Every line containing "events" should be identified and copied from the data below.

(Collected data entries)
********************

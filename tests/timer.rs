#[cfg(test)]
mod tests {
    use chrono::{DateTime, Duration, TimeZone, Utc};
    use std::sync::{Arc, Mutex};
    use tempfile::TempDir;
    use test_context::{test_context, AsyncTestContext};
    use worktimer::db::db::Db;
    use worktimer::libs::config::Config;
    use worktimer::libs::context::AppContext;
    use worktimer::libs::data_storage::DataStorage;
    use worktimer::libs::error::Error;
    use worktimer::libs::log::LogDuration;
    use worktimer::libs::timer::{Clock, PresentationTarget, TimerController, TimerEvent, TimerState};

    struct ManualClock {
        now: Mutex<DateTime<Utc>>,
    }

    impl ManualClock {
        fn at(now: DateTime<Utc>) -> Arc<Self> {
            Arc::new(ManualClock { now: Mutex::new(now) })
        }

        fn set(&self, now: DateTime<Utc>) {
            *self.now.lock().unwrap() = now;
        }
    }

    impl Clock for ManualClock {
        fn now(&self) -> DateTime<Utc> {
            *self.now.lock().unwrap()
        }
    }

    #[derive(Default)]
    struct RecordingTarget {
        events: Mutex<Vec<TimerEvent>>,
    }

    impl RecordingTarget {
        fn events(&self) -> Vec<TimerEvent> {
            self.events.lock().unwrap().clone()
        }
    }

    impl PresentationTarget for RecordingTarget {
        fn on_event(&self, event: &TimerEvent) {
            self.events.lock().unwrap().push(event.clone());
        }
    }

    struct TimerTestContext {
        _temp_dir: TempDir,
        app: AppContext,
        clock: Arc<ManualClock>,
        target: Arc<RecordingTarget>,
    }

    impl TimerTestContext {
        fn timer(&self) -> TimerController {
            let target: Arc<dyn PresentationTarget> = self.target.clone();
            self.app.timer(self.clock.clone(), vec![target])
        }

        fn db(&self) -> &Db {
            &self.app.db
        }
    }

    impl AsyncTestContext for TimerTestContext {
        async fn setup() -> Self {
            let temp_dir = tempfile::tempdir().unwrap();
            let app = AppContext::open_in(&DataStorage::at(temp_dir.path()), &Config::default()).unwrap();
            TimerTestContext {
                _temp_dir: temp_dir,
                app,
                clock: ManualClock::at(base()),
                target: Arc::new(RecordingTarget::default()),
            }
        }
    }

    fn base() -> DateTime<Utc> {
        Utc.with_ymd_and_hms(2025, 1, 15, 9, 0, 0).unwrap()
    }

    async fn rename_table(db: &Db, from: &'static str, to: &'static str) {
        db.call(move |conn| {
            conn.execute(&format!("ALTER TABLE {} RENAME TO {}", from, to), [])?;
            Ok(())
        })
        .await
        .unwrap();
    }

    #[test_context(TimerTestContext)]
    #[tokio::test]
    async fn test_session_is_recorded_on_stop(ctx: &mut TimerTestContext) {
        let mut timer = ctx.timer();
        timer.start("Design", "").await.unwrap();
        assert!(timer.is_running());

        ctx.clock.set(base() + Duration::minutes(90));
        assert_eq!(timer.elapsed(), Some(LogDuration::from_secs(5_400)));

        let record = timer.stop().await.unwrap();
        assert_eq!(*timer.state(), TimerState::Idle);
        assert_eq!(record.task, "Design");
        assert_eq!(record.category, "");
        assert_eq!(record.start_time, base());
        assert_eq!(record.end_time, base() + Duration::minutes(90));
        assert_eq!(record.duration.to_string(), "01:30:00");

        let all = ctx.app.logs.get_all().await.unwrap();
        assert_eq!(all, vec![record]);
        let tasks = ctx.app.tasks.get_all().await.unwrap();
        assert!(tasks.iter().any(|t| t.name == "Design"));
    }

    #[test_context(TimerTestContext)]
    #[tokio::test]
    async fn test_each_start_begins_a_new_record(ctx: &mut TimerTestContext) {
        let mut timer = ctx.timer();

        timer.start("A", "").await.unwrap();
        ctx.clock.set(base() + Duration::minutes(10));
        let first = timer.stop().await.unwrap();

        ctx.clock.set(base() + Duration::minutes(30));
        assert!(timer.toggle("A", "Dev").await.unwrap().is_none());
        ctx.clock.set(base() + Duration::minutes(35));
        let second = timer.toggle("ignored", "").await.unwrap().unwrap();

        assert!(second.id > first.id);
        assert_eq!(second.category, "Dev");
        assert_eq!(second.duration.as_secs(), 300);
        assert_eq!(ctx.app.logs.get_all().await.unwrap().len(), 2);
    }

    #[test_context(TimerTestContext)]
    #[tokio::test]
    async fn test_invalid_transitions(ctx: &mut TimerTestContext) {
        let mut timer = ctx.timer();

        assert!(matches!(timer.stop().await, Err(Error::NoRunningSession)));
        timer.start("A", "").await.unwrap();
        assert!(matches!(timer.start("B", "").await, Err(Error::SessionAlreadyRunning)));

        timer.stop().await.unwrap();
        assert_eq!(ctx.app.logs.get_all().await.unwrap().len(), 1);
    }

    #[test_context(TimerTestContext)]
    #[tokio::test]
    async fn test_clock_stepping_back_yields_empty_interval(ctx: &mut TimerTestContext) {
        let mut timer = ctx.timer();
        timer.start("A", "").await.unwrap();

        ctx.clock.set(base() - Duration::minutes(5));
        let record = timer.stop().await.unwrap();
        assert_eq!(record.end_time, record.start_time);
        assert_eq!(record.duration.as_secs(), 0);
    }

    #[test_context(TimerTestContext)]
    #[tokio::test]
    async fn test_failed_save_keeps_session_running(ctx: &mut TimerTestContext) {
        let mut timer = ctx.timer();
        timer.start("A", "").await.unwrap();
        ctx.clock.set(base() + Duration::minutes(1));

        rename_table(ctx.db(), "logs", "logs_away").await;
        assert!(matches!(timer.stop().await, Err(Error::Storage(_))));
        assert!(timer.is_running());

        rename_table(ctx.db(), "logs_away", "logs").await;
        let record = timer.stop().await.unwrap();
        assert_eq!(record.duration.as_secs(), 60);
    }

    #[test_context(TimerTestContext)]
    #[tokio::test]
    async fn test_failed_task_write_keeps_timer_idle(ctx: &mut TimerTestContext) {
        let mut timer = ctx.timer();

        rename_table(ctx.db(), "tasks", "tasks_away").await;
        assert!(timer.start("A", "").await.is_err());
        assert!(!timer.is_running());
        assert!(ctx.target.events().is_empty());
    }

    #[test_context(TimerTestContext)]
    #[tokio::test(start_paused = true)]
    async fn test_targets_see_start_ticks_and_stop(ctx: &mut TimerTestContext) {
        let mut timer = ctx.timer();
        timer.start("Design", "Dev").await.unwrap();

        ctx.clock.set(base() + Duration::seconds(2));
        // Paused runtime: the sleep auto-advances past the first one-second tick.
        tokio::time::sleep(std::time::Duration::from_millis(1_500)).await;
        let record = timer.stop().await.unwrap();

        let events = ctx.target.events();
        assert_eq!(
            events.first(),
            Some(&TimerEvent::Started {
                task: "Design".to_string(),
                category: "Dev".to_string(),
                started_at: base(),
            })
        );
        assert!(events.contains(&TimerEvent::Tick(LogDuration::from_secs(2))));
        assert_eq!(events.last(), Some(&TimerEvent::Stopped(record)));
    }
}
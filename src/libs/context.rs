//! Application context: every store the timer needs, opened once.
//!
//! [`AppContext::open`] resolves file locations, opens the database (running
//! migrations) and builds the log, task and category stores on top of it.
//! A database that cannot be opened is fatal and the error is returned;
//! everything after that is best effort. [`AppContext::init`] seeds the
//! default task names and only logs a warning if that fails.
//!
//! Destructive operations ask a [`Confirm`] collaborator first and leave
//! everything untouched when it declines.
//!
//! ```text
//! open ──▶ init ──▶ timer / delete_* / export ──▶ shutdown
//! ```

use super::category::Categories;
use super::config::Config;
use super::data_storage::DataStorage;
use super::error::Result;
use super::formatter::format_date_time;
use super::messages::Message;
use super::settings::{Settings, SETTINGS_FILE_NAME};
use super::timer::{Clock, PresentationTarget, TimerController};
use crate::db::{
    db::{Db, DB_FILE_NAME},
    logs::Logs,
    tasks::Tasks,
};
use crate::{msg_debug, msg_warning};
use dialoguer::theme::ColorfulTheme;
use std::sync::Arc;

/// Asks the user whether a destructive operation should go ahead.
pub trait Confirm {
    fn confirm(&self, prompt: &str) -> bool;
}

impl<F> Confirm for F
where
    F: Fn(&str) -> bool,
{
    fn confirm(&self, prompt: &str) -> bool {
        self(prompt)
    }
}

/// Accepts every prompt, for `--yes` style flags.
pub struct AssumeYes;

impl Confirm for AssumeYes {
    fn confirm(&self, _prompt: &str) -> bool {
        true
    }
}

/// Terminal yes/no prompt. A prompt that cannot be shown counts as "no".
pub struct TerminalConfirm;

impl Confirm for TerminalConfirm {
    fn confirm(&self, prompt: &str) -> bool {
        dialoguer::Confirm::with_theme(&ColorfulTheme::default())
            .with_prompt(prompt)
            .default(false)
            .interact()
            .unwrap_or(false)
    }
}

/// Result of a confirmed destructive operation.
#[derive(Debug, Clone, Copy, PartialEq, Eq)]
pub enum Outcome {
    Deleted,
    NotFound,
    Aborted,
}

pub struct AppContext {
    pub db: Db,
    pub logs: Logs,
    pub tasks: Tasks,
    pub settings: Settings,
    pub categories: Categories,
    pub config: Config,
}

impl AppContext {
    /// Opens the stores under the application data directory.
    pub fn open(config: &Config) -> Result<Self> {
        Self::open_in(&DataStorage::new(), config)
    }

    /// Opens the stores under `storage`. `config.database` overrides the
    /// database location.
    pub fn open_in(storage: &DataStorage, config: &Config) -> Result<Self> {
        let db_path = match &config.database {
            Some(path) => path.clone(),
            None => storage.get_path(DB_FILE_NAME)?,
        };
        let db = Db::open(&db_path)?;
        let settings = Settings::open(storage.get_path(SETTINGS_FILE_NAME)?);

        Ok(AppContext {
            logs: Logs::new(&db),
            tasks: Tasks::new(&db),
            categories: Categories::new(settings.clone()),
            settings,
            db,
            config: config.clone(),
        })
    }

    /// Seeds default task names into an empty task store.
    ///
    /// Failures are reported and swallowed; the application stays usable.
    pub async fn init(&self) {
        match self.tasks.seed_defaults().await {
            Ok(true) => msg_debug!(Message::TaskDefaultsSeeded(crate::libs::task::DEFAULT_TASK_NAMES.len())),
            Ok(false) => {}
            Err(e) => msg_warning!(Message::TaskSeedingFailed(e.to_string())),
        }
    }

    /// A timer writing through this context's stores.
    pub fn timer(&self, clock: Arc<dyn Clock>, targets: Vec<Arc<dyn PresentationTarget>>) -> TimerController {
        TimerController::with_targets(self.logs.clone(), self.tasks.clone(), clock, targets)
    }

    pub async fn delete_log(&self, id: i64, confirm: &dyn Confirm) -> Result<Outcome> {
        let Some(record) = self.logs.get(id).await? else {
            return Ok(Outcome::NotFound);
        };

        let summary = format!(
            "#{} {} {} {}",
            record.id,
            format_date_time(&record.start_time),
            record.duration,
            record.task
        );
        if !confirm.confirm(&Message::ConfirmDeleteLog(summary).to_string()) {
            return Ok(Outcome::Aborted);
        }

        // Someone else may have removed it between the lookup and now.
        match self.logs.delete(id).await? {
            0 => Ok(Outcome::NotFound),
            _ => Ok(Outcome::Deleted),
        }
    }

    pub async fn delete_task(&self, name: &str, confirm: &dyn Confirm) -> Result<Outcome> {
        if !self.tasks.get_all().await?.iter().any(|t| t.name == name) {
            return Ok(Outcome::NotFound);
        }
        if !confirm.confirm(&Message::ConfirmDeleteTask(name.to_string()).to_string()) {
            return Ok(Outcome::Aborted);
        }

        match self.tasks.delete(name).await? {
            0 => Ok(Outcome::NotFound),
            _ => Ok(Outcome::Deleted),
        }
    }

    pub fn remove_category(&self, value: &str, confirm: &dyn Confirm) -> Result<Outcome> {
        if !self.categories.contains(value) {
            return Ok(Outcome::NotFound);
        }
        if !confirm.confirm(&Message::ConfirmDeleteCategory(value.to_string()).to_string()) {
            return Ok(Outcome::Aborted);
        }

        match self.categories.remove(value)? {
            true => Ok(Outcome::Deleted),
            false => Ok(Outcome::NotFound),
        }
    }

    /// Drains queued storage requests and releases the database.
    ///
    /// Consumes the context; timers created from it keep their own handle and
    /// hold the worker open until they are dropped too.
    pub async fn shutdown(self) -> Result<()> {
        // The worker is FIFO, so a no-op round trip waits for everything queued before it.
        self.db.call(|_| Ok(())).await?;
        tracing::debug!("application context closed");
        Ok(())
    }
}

********************

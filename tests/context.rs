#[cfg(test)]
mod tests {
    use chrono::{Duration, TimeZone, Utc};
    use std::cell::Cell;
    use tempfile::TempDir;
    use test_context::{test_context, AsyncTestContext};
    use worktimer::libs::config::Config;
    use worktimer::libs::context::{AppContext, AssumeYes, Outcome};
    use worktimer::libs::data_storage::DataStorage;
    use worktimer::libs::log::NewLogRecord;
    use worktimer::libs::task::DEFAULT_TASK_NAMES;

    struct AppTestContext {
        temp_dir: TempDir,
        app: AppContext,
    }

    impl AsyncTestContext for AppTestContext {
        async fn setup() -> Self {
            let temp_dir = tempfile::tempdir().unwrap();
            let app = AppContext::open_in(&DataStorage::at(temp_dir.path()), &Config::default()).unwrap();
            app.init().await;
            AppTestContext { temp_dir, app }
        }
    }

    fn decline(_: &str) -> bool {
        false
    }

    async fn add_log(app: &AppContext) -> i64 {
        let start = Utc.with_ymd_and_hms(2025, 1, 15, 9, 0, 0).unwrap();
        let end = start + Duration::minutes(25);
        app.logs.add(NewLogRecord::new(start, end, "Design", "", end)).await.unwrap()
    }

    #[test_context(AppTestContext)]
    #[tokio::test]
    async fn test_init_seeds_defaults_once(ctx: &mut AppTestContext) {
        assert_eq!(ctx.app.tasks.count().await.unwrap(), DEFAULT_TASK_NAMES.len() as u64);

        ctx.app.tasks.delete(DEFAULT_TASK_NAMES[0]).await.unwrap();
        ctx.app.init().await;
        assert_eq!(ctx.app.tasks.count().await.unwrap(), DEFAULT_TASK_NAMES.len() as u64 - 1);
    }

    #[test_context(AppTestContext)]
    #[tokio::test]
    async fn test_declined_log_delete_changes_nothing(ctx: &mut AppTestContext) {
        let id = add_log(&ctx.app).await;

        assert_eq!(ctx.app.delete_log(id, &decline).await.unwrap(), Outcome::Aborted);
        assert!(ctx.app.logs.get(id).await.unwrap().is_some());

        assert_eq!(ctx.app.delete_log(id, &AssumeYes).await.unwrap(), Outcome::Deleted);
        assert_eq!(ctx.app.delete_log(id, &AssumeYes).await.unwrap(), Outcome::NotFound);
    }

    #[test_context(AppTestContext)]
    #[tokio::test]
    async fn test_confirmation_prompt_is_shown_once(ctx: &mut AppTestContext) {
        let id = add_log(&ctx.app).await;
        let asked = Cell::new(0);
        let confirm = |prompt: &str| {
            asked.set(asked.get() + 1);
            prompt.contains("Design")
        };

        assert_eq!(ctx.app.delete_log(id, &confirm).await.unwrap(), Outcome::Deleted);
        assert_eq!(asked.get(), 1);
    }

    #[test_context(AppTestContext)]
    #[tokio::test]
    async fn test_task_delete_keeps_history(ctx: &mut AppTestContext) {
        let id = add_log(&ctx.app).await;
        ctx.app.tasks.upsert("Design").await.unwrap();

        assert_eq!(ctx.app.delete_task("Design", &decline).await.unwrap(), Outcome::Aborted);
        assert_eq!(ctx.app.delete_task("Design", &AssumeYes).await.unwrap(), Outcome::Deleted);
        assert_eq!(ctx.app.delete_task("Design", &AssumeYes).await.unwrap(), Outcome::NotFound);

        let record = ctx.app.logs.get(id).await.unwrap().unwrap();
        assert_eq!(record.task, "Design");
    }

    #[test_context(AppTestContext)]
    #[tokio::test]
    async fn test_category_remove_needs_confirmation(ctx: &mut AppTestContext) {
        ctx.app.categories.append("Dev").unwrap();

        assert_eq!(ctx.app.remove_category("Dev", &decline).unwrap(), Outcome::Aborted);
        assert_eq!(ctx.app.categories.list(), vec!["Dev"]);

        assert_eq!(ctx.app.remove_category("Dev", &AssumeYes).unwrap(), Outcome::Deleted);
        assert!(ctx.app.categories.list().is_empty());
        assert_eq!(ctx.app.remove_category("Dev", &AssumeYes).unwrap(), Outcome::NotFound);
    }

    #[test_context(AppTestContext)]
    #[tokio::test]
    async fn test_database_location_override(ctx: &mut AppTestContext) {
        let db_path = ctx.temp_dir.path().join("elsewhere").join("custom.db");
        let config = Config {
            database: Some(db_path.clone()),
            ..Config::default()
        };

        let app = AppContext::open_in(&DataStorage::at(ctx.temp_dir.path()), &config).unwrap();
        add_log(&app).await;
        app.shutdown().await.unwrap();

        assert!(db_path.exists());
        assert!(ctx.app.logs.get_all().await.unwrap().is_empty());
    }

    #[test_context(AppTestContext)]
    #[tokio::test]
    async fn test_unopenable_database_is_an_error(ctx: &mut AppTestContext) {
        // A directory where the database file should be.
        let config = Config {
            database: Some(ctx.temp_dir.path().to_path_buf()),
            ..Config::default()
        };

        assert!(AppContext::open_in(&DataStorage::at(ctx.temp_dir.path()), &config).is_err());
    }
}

********************

* **FINISHED EXERCISE**
        events: Mutex<Vec<TimerEvent>>,
        fn events(&self) -> Vec<TimerEvent> {
            self.events.lock().unwrap().clone()
            self.events.lock().unwrap().push(event.clone());
        assert!(ctx.target.events().is_empty());
        let events = ctx.target.events();
            events.first(),
        assert!(events.contains(&TimerEvent::Tick(LogDuration::from_secs(2))));
        assert_eq!(events.last(), Some(&TimerEvent::Stopped(record)));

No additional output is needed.